● **Stored items from a collection**:
|---|

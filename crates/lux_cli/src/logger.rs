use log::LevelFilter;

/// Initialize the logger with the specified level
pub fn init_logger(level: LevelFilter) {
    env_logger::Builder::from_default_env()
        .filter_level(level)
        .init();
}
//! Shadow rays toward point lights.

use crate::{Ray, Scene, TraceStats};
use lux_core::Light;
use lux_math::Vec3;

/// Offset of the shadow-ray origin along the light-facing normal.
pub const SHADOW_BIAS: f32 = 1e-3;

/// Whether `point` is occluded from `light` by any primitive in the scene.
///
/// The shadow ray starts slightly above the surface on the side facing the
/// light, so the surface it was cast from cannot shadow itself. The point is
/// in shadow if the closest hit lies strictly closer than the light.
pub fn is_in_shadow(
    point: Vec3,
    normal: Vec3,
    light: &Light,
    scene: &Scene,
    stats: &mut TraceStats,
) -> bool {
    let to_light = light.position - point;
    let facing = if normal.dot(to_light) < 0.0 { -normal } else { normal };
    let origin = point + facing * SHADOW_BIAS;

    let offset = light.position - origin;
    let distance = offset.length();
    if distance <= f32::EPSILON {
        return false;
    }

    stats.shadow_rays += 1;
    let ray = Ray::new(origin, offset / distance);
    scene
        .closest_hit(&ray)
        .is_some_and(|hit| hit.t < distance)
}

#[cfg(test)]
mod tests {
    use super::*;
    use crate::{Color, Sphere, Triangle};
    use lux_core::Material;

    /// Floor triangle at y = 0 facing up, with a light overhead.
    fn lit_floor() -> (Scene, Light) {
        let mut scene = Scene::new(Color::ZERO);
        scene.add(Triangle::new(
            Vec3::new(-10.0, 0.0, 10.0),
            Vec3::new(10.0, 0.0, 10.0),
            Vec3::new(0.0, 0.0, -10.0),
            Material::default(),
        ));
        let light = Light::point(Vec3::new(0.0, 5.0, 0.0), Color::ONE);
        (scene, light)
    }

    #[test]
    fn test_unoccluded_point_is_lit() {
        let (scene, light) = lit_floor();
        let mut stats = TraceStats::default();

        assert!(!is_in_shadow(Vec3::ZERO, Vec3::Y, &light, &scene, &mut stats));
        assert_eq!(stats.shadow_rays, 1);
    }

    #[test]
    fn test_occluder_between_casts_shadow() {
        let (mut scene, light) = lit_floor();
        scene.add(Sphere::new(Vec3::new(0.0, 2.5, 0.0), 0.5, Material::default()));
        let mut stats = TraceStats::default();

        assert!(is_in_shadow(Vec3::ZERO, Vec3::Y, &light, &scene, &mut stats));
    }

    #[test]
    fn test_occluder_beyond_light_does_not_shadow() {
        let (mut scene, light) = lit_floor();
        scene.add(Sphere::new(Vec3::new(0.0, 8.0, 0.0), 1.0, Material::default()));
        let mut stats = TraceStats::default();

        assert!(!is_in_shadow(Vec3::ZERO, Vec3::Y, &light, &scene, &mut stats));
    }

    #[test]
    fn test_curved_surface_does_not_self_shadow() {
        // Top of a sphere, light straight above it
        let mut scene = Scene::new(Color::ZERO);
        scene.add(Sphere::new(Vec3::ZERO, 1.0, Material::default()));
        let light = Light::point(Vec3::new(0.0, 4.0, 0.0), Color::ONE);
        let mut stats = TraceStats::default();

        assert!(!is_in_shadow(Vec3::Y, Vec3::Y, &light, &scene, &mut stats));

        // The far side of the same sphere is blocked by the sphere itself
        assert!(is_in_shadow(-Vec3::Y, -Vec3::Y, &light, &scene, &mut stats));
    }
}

|---|

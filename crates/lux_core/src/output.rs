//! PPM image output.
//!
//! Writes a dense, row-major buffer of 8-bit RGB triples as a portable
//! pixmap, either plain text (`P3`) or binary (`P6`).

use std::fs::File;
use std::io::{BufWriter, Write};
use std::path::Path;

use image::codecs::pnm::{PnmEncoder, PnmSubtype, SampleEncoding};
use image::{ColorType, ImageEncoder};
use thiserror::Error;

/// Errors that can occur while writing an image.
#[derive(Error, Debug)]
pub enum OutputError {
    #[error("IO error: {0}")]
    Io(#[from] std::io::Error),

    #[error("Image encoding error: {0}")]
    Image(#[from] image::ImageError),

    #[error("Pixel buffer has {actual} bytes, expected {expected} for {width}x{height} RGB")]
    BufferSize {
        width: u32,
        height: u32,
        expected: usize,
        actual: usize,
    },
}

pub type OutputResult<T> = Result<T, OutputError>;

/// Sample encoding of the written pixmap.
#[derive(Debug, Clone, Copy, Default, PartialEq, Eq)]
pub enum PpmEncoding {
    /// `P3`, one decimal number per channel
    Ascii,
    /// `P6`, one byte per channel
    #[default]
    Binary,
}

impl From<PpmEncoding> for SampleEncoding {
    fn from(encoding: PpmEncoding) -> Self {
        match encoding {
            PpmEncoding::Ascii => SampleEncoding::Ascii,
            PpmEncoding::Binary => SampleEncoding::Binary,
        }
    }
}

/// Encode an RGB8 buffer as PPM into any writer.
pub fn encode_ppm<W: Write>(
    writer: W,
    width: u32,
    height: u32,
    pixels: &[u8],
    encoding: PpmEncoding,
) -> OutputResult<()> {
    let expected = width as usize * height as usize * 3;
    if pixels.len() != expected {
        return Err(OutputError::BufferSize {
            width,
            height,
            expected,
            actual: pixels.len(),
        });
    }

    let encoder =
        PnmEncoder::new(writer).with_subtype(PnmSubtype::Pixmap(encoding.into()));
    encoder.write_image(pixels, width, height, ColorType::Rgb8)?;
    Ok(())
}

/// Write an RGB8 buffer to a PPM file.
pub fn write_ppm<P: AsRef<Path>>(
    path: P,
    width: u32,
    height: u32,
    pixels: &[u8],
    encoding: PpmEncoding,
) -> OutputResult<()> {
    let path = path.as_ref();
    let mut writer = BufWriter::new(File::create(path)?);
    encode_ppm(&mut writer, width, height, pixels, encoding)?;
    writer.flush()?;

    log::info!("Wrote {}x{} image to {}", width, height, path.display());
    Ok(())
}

|---|

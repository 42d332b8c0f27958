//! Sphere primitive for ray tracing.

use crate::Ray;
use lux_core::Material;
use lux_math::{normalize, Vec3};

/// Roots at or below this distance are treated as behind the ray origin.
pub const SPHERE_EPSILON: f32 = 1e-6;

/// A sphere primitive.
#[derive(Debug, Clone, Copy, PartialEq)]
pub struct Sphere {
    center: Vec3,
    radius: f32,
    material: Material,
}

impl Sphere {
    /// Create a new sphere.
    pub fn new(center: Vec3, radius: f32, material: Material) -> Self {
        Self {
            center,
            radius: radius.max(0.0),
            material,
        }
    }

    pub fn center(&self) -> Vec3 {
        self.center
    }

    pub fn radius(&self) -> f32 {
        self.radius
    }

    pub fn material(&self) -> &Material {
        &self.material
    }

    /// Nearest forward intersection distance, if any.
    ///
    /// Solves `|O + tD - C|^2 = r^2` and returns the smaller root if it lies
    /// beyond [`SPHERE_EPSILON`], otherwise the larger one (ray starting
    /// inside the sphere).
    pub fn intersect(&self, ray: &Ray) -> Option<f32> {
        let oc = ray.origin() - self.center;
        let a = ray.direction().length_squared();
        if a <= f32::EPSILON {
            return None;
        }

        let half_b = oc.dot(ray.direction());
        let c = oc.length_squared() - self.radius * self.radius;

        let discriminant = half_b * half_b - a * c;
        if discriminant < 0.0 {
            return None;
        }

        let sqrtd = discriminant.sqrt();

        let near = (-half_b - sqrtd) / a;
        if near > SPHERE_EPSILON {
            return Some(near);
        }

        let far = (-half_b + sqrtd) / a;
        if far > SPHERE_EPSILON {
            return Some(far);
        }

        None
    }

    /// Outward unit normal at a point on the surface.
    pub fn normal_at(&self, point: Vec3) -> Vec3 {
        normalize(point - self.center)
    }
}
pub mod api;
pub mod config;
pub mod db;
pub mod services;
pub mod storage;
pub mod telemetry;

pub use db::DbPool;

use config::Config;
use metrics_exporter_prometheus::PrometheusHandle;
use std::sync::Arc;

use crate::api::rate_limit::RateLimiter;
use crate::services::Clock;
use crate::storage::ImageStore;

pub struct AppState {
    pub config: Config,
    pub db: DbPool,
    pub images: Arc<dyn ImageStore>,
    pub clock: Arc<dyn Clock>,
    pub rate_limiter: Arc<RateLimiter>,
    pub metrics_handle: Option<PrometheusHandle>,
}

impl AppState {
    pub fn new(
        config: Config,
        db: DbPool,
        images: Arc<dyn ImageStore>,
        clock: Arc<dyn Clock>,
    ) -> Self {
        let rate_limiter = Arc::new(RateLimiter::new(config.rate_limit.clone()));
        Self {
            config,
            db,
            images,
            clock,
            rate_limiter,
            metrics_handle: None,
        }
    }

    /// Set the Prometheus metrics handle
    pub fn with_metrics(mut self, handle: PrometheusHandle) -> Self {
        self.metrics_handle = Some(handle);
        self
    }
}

|---|

● **Problem requirements**:
Would you copy, unchanged, the stretch of the records above that begins at the line containing "0.0), 1.0, Material::default()));" and ends at the line containing "let light = Light::point(Vec3::new(0.0, 4.0, 0.0), Color::ONE);", and only that?

● **Result for this task**:
        scene.add(Sphere::new(Vec3::new(0.0, 8.0, 0.0), 1.0, Material::default()));
        let mut stats = TraceStats::default();

        assert!(!is_in_shadow(Vec3::ZERO, Vec3::Y, &light, &scene, &mut stats));
    }

    #[test]
    fn test_curved_surface_does_not_self_shadow() {
        // Top of a sphere, light straight above it
        let mut scene = Scene::new(Color::ZERO);
        scene.add(Sphere::new(Vec3::ZERO, 1.0, Material::default()));
        let light = Light::point(Vec3::new(0.0, 4.0, 0.0), Color::ONE);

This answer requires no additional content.